Work to complete:
Every line of the material must be reproduced exactly.
· · · · ·
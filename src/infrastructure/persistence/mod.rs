pub mod error;
pub mod state_store;

pub use error::StoreError;
pub use state_store::StateStore;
· · · · ·
Response to this exercise:
filename src/infrastructure/persistence/mod.rs
pub mod error;
pub mod state_store;

pub use error::StoreError;
pub use state_store::StateStore;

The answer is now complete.